Evidence-based medicine has revolutionized and brought greater rationality to medical practice [23]. However, evidence-based studies require patients who are sufficiently alike because of a shared condition, so that their responses to a clinical intervention will be generalizable. This seems to place evidence-based medicine at odds with personalized medicine, which emphasizes the aspects of each patient that make them a unique individual [24]. Patients with COVID-19 are not only not all alike, they can be profoundly different from one another with regard to both severity and pathophysiology. The heterogeneity of COVID-19 requires us to apply the principles of both evidence-based medicine and personalized approaches to make rational treatment decisions but also to ensure that we are not being misled by compelling anecdotes. For now, clinicians must carefully assess the physiological status of an individual patient and their clinical course while weighing the potential benefits and adverse effects of a treatment intervention, often on the basis of an inadequate evidence base. Clinical investigators who wish to improve this evidence base must be similarly aware of the complex dynamics of COVID-19 and take care to focus on patient populations that are most likely to benefit from a specific intervention, as well as to be wary of confounding by COVID-19’s myriad effects. Evidence-based and personalized approaches each have much to offer the practice of medicine, and we are going to need both to combat COVID-19.

Note

Potential conflicts of interest.
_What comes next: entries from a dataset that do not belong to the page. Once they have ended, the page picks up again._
#[cfg(test)]
mod tests {
    use super::*;
    use canopy_core::conditions::{condition_status, find_condition, Conditioned};
    use canopy_core::crd::{
        BuildStatus, CanopyAppSpec, CanopyBuildSpec, CanopyTaskSpec, DesiredState, DropletStatus,
        Lifecycle, NamedRef, Registry, TASK_CANCELED, TASK_FAILED,
        TASK_STARTED, TASK_SUCCEEDED,
    };
    use canopy_core::state::task::{TaskState, CANCELED_FAILURE_REASON, REASON_TASK_CANCELED};
    use canopy_core::store::MemoryStore;

    const NS: &str = "space-1";

    fn ctx_with(store: &MemoryStore, config: ControllerConfig) -> Arc<ControllerContext<MemoryStore>> {
        Arc::new(ControllerContext::new(store.clone(), Arc::new(config)))
    }

    fn ctx(store: &MemoryStore) -> Arc<ControllerContext<MemoryStore>> {
        ctx_with(store, ControllerConfig::default())
    }

    async fn seed(store: &MemoryStore, droplet: Option<&str>) {
        store
            .create(
                NS,
                &CanopyApp::new(
                    "app-1",
                    CanopyAppSpec {
                        display_name: "app".to_string(),
                        desired_state: DesiredState::Started,
                        current_droplet_ref: droplet.map(NamedRef::new),
                        lifecycle: Lifecycle::default(),
                        env_secret_name: Some("app-1-env".to_string()),
                    },
                ),
            )
            .await
            .unwrap();

        let build = store
            .create(
                NS,
                &CanopyBuild::new(
                    "build-1",
                    CanopyBuildSpec {
                        package_ref: NamedRef::new("pkg-1"),
                        app_ref: NamedRef::new("app-1"),
                        staging_memory_mb: 0,
                        staging_disk_mb: 0,
                        lifecycle: Lifecycle::default(),
                    },
                ),
            )
            .await
            .unwrap();
        let mut build = build;
        build.status = Some(BuildStatus {
            observed_generation: 1,
            conditions: vec![],
            droplet: Some(DropletStatus {
                registry: Registry {
                    image: "registry/droplets/build-1".to_string(),
                    image_pull_secrets: vec![NamedRef::new("registry-creds")],
                },
                stack: "cflinuxfs4".to_string(),
                process_types: vec![],
                ports: vec![],
            }),
        });
        store.replace_status(NS, &build).await.unwrap();
    }

    async fn create_task(store: &MemoryStore, name: &str) {
        store
            .create(
                NS,
                &CanopyTask::new(
                    name,
                    CanopyTaskSpec {
                        command: vec!["rake".to_string(), "db:migrate".to_string()],
                        app_ref: NamedRef::new("app-1"),
                        canceled: false,
                    },
                ),
            )
            .await
            .unwrap();
    }

    async fn run(ctx: &Arc<ControllerContext<MemoryStore>>, name: &str) -> Action {
        let task: CanopyTask = ctx.store.get(NS, name).await.unwrap();
        reconcile(Arc::new(task), ctx.clone()).await.unwrap()
    }

    async fn set_workload_condition(store: &MemoryStore, name: &str, r#type: &str) {
        let mut workload: TaskWorkload = store.get(NS, name).await.unwrap();
        let mut status = workload.status.clone().unwrap_or_default();
        set_condition(
            &mut status.conditions,
            Condition::new(r#type, ConditionStatus::True, "Runner", "exit status 1", Some(1), Utc::now()),
        );
        workload.status = Some(status);
        store.replace_status(NS, &workload).await.unwrap();
    }

    #[tokio::test]
    async fn test_initializes_and_creates_workload() {
        let store = MemoryStore::new();
        seed(&store, Some("build-1")).await;
        create_task(&store, "task-1").await;
        let ctx = ctx(&store);

        run(&ctx, "task-1").await;

        let task: CanopyTask = store.get(NS, "task-1").await.unwrap();
        assert!(is_initialized(&task));
        let status = task.status.clone().unwrap();
        assert_eq!(status.sequence_id, 1);
        assert_eq!(status.memory_mb, 500);
        assert_eq!(status.disk_quota_mb, 1024);
        assert_eq!(status.droplet_ref, Some(NamedRef::new("build-1")));

        let workload: TaskWorkload = store.get(NS, "task-1").await.unwrap();
        assert!(is_owned_by(&workload, &task));
        assert_eq!(workload.spec.image, "registry/droplets/build-1");
        assert_eq!(workload.spec.command, vec!["rake", "db:migrate"]);
        assert_eq!(workload.spec.memory_mb, 500);
        assert_eq!(workload.spec.env_secret_name.as_deref(), Some("app-1-env"));

        let app: CanopyApp = store.get(NS, "app-1").await.unwrap();
        assert!(is_owned_by(&task, &app));
        assert_eq!(app.annotations().get(TASK_SEQUENCE_ANNOTATION).map(String::as_str), Some("1"));
    }

    #[tokio::test]
    async fn test_sequence_ids_increase_per_app() {
        let store = MemoryStore::new();
        seed(&store, Some("build-1")).await;
        let ctx = ctx(&store);
        for name in ["task-1", "task-2", "task-3"] {
            create_task(&store, name).await;
            run(&ctx, name).await;
        }

        let mut ids: Vec<i64> = store
            .objects::<CanopyTask>(NS)
            .iter()
            .map(|t| t.status.as_ref().unwrap().sequence_id)
            .collect();
        ids.sort();
        assert_eq!(ids, vec![1, 2, 3]);
    }

    #[tokio::test]
    async fn test_corrupt_sequence_annotation_fails_initialization() {
        let store = MemoryStore::new();
        seed(&store, Some("build-1")).await;
        let mut app: CanopyApp = store.get(NS, "app-1").await.unwrap();
        app.annotations_mut()
            .insert(TASK_SEQUENCE_ANNOTATION.to_string(), "seven".to_string());
        store.replace(NS, &app).await.unwrap();
        create_task(&store, "task-1").await;

        let action = run(&ctx(&store), "task-1").await;
        assert_eq!(action, Action::await_change());

        let task: CanopyTask = store.get(NS, "task-1").await.unwrap();
        assert!(!is_initialized(&task));
        let initialized = find_condition(task.conditions(), TASK_INITIALIZED).unwrap();
        assert_eq!(initialized.status, ConditionStatus::False);
        assert_eq!(initialized.reason, REASON_INVALID_SEQUENCE_ID);
        assert!(initialized.message.contains("seven"));

        // The counter is left alone rather than restarted
        let app: CanopyApp = store.get(NS, "app-1").await.unwrap();
        assert_eq!(app.annotations().get(TASK_SEQUENCE_ANNOTATION).map(String::as_str), Some("seven"));
        assert!(store.objects::<TaskWorkload>(NS).is_empty());
    }

    #[tokio::test]
    async fn test_app_without_droplet_is_not_initialized() {
        let store = MemoryStore::new();
        seed(&store, None).await;
        create_task(&store, "task-1").await;

        run(&ctx(&store), "task-1").await;

        let task: CanopyTask = store.get(NS, "task-1").await.unwrap();
        let initialized = find_condition(task.conditions(), TASK_INITIALIZED).unwrap();
        assert_eq!(initialized.status, ConditionStatus::False);
        assert_eq!(initialized.reason, "DropletNotFound");
        assert!(store.objects::<TaskWorkload>(NS).is_empty());
        let app: CanopyApp = store.get(NS, "app-1").await.unwrap();
        assert!(app.annotations().get(TASK_SEQUENCE_ANNOTATION).is_none());
    }

    #[tokio::test]
    async fn test_mirrors_runner_progress() {
        let store = MemoryStore::new();
        seed(&store, Some("build-1")).await;
        create_task(&store, "task-1").await;
        let ctx = ctx(&store);
        run(&ctx, "task-1").await;

        set_workload_condition(&store, "task-1", TASK_STARTED).await;
        run(&ctx, "task-1").await;
        let task: CanopyTask = store.get(NS, "task-1").await.unwrap();
        assert_eq!(task_state(&task).0, TaskState::Running);

        set_workload_condition(&store, "task-1", TASK_FAILED).await;
        let action = run(&ctx, "task-1").await;
        let task: CanopyTask = store.get(NS, "task-1").await.unwrap();
        assert_eq!(
            task_state(&task),
            (TaskState::Failed, Some("exit status 1".to_string()))
        );
        assert_eq!(condition_status(task.conditions(), TASK_SUCCEEDED), ConditionStatus::Unknown);
        // Requeued for the time-to-live deletion
        assert_ne!(action, Action::await_change());
    }

    #[tokio::test]
    async fn test_cancel_deletes_workload() {
        let store = MemoryStore::new();
        seed(&store, Some("build-1")).await;
        create_task(&store, "task-1").await;
        let ctx = ctx(&store);
        run(&ctx, "task-1").await;
        assert_eq!(store.objects::<TaskWorkload>(NS).len(), 1);

        let mut task: CanopyTask = store.get(NS, "task-1").await.unwrap();
        task.spec.canceled = true;
        store.replace(NS, &task).await.unwrap();
        run(&ctx, "task-1").await;

        let task: CanopyTask = store.get(NS, "task-1").await.unwrap();
        let canceled = find_condition(task.conditions(), TASK_CANCELED).unwrap();
        assert!(canceled.is_true());
        let failed = find_condition(task.conditions(), TASK_FAILED).unwrap();
        assert_eq!(failed.reason, REASON_TASK_CANCELED);
        assert_eq!(
            task_state(&task),
            (TaskState::Failed, Some(CANCELED_FAILURE_REASON.to_string()))
        );
        assert!(store.objects::<TaskWorkload>(NS).is_empty());
    }

    #[tokio::test]
    async fn test_expired_task_is_deleted() {
        let store = MemoryStore::new();
        seed(&store, Some("build-1")).await;
        create_task(&store, "task-1").await;
        let config = ControllerConfig {
            task_ttl_seconds: 1,
            ..Default::default()
        };
        let ctx = ctx_with(&store, config);
        run(&ctx, "task-1").await;

        // Completed well before the one-second time-to-live
        let mut task: CanopyTask = store.get(NS, "task-1").await.unwrap();
        let mut status = task.status.clone().unwrap();
        set_condition(
            &mut status.conditions,
            Condition::new(
                TASK_SUCCEEDED,
                ConditionStatus::True,
                "Runner",
                "",
                task.metadata.generation,
                Utc::now() - chrono::Duration::seconds(60),
            ),
        );
        task.status = Some(status);
        store.replace_status(NS, &task).await.unwrap();

        run(&ctx, "task-1").await;
        assert!(store.get_opt::<CanopyTask>(NS, "task-1").await.unwrap().is_none());
    }

    #[tokio::test]
    async fn test_invalid_command_fails_initialization() {
        let store = MemoryStore::new();
        seed(&store, Some("build-1")).await;
        store
            .create(
                NS,
                &CanopyTask::new(
                    "task-1",
                    CanopyTaskSpec {
                        command: vec![" ".to_string()],
                        app_ref: NamedRef::new("app-1"),
                        canceled: false,
                    },
                ),
            )
            .await
            .unwrap();

        run(&ctx(&store), "task-1").await;

        let task: CanopyTask = store.get(NS, "task-1").await.unwrap();
        let initialized = find_condition(task.conditions(), TASK_INITIALIZED).unwrap();
        assert_eq!(initialized.reason, "InvalidSpec");
        assert!(initialized.message.contains("must not be empty"));
    }
}
//! Apps and their current droplet

use super::namespace_retriever::NamespaceRetriever;
use super::{created_at, for_resource, updated_at};
use canopy_core::conditions::{is_condition_true, Conditioned, READY};
use canopy_core::crd::{CanopyApp, CanopyBuild, DesiredState, Lifecycle, NamedRef};
use canopy_core::error::{Error, Result};
use canopy_core::identity::RequestContext;
use canopy_core::retry::{retry_transient, RetryPolicy};
use canopy_core::state::build::{build_state, BuildState};
use canopy_core::store::{Store, StoreFactory};
use chrono::{DateTime, Utc};
use kube::ResourceExt;
use std::collections::BTreeMap;
use tracing::{info, instrument};

pub const APP_RESOURCE: &str = "App";
const DROPLET_RESOURCE: &str = "Droplet";

#[derive(Debug, Clone, PartialEq)]
pub struct AppRecord {
    pub guid: String,
    pub name: String,
    pub space_guid: String,
    pub state: DesiredState,
    pub droplet_guid: Option<String>,
    /// Raw revision annotation
    pub revision: Option<String>,
    pub ready: bool,
    pub lifecycle: Lifecycle,
    pub labels: BTreeMap<String, String>,
    pub annotations: BTreeMap<String, String>,
    pub created_at: Option<DateTime<Utc>>,
    pub updated_at: Option<DateTime<Utc>>,
}

impl From<&CanopyApp> for AppRecord {
    fn from(app: &CanopyApp) -> Self {
        Self {
            guid: app.name_any(),
            name: app.spec.display_name.clone(),
            space_guid: app.namespace().unwrap_or_default(),
            state: app.spec.desired_state,
            droplet_guid: app.current_droplet().map(str::to_string),
            revision: app.revision().map(str::to_string),
            ready: is_condition_true(app.conditions(), READY),
            lifecycle: app.spec.lifecycle.clone(),
            labels: app.labels().clone(),
            annotations: app.annotations().clone(),
            created_at: created_at(app),
            updated_at: updated_at(app),
        }
    }
}

#[derive(Clone)]
pub struct AppRepo<F> {
    factory: F,
    namespaces: NamespaceRetriever<F>,
    retry: RetryPolicy,
}

impl<F: StoreFactory> AppRepo<F> {
    pub fn new(factory: F) -> Self {
        Self {
            namespaces: NamespaceRetriever::new(factory.clone()),
            factory,
            retry: RetryPolicy::default(),
        }
    }

    pub async fn get(&self, ctx: &RequestContext, guid: &str) -> Result<AppRecord> {
        let namespace = self
            .namespaces
            .namespace_for::<CanopyApp>(guid, APP_RESOURCE)
            .await?;
        let store = self.factory.for_identity(&ctx.identity)?;
        let app: CanopyApp = store
            .get(&namespace, guid)
            .await
            .map_err(|e| for_resource(e, APP_RESOURCE))?;
        Ok(AppRecord::from(&app))
    }

    /// Point the app at the droplet of one of its staged builds
    #[instrument(skip(self, ctx), fields(user = %ctx.identity))]
    pub async fn set_current_droplet(
        &self,
        ctx: &RequestContext,
        app_guid: &str,
        droplet_guid: &str,
    ) -> Result<AppRecord> {
        let namespace = self
            .namespaces
            .namespace_for::<CanopyApp>(app_guid, APP_RESOURCE)
            .await?;
        let store = self.factory.for_identity(&ctx.identity)?;

        let build: CanopyBuild = store
            .get(&namespace, droplet_guid)
            .await
            .map_err(|e| for_resource(e, DROPLET_RESOURCE))?;
        if build.spec.app_ref.name != app_guid {
            return Err(Error::InvalidState(format!(
                "droplet {droplet_guid} belongs to app {}, not {app_guid}",
                build.spec.app_ref.name
            )));
        }
        if build_state(&build) != BuildState::Staged {
            return Err(Error::InvalidState(format!(
                "droplet {droplet_guid} is not staged"
            )));
        }

        let app = retry_transient(ctx.deadline, &self.retry, "set current droplet", || async {
            let mut app: CanopyApp = store.get(&namespace, app_guid).await?;
            if app.current_droplet() == Some(droplet_guid) {
                return Ok(app);
            }
            app.spec.current_droplet_ref = Some(NamedRef::new(droplet_guid));
            store.replace(&namespace, &app).await
        })
        .await
        .map_err(|e| for_resource(e, APP_RESOURCE))?;

        info!(droplet = %droplet_guid, "Set current droplet");
        Ok(AppRecord::from(&app))
    }
}

#[cfg(test)]
mod tests {
    use super::*;
    use canopy_core::conditions::{set_condition, Condition, ConditionStatus};
    use canopy_core::crd::{BuildStatus, CanopyAppSpec, CanopyBuildSpec, BUILD_SUCCEEDED};
    use canopy_core::identity::Identity;
    use canopy_core::store::MemoryStore;
    use std::time::Duration;

    const NS: &str = "space-1";

    fn ctx() -> RequestContext {
        RequestContext::new(Identity::user("alice"), Duration::from_secs(1))
    }

    async fn seed(store: &MemoryStore) {
        store
            .create(
                NS,
                &CanopyApp::new(
                    "app-1",
                    CanopyAppSpec {
                        display_name: "web".to_string(),
                        desired_state: DesiredState::Stopped,
                        current_droplet_ref: None,
                        lifecycle: Lifecycle::default(),
                        env_secret_name: None,
                    },
                ),
            )
            .await
            .unwrap();
    }

    async fn seed_build(store: &MemoryStore, name: &str, succeeded: ConditionStatus) {
        let mut build = store
            .create(
                NS,
                &CanopyBuild::new(
                    name,
                    CanopyBuildSpec {
                        package_ref: NamedRef::new("package-1"),
                        app_ref: NamedRef::new("app-1"),
                        staging_memory_mb: 0,
                        staging_disk_mb: 0,
                        lifecycle: Lifecycle::default(),
                    },
                ),
            )
            .await
            .unwrap();
        let mut conditions = vec![];
        set_condition(
            &mut conditions,
            Condition::new(BUILD_SUCCEEDED, succeeded, "Build", "", Some(1), Utc::now()),
        );
        build.status = Some(BuildStatus {
            observed_generation: 1,
            conditions,
            ..Default::default()
        });
        store.replace_status(NS, &build).await.unwrap();
    }

    #[tokio::test]
    async fn test_set_current_droplet() {
        let store = MemoryStore::new();
        seed(&store).await;
        seed_build(&store, "build-1", ConditionStatus::True).await;
        let repo = AppRepo::new(store.clone());

        let record = repo.set_current_droplet(&ctx(), "app-1", "build-1").await.unwrap();
        assert_eq!(record.droplet_guid.as_deref(), Some("build-1"));
        assert_eq!(repo.get(&ctx(), "app-1").await.unwrap(), record);
    }

    #[tokio::test]
    async fn test_unstaged_droplet_is_rejected() {
        let store = MemoryStore::new();
        seed(&store).await;
        seed_build(&store, "build-1", ConditionStatus::Unknown).await;
        let repo = AppRepo::new(store);

        let err = repo
            .set_current_droplet(&ctx(), "app-1", "build-1")
            .await
            .unwrap_err();
        assert!(matches!(err, Error::InvalidState(_)));
    }

    #[tokio::test]
    async fn test_missing_droplet() {
        let store = MemoryStore::new();
        seed(&store).await;
        let repo = AppRepo::new(store);

        let err = repo
            .set_current_droplet(&ctx(), "app-1", "build-9")
            .await
            .unwrap_err();
        assert!(err.to_string().starts_with("Droplet not found"));
    }
}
F. C. F. reports personal fees and nonfinancial support from BioFire and Cepheid and personal fees from the Infectious Diseases Society of America outside the submitted work. R. T. S. reports grants from Gilead Sciences and personal fees from SEMPRA Energy, AbbVie, and CytoDyn outside the submitted work. In addition, R. T. S. has a patent pending in the area of long-acting anti-coronavirus compound discovery. Both authors have submitted the ICMJE Form for Disclosure of Potential Conflicts of Interest. Conflicts that the editors consider relevant to the content of the manuscript have been disclosed.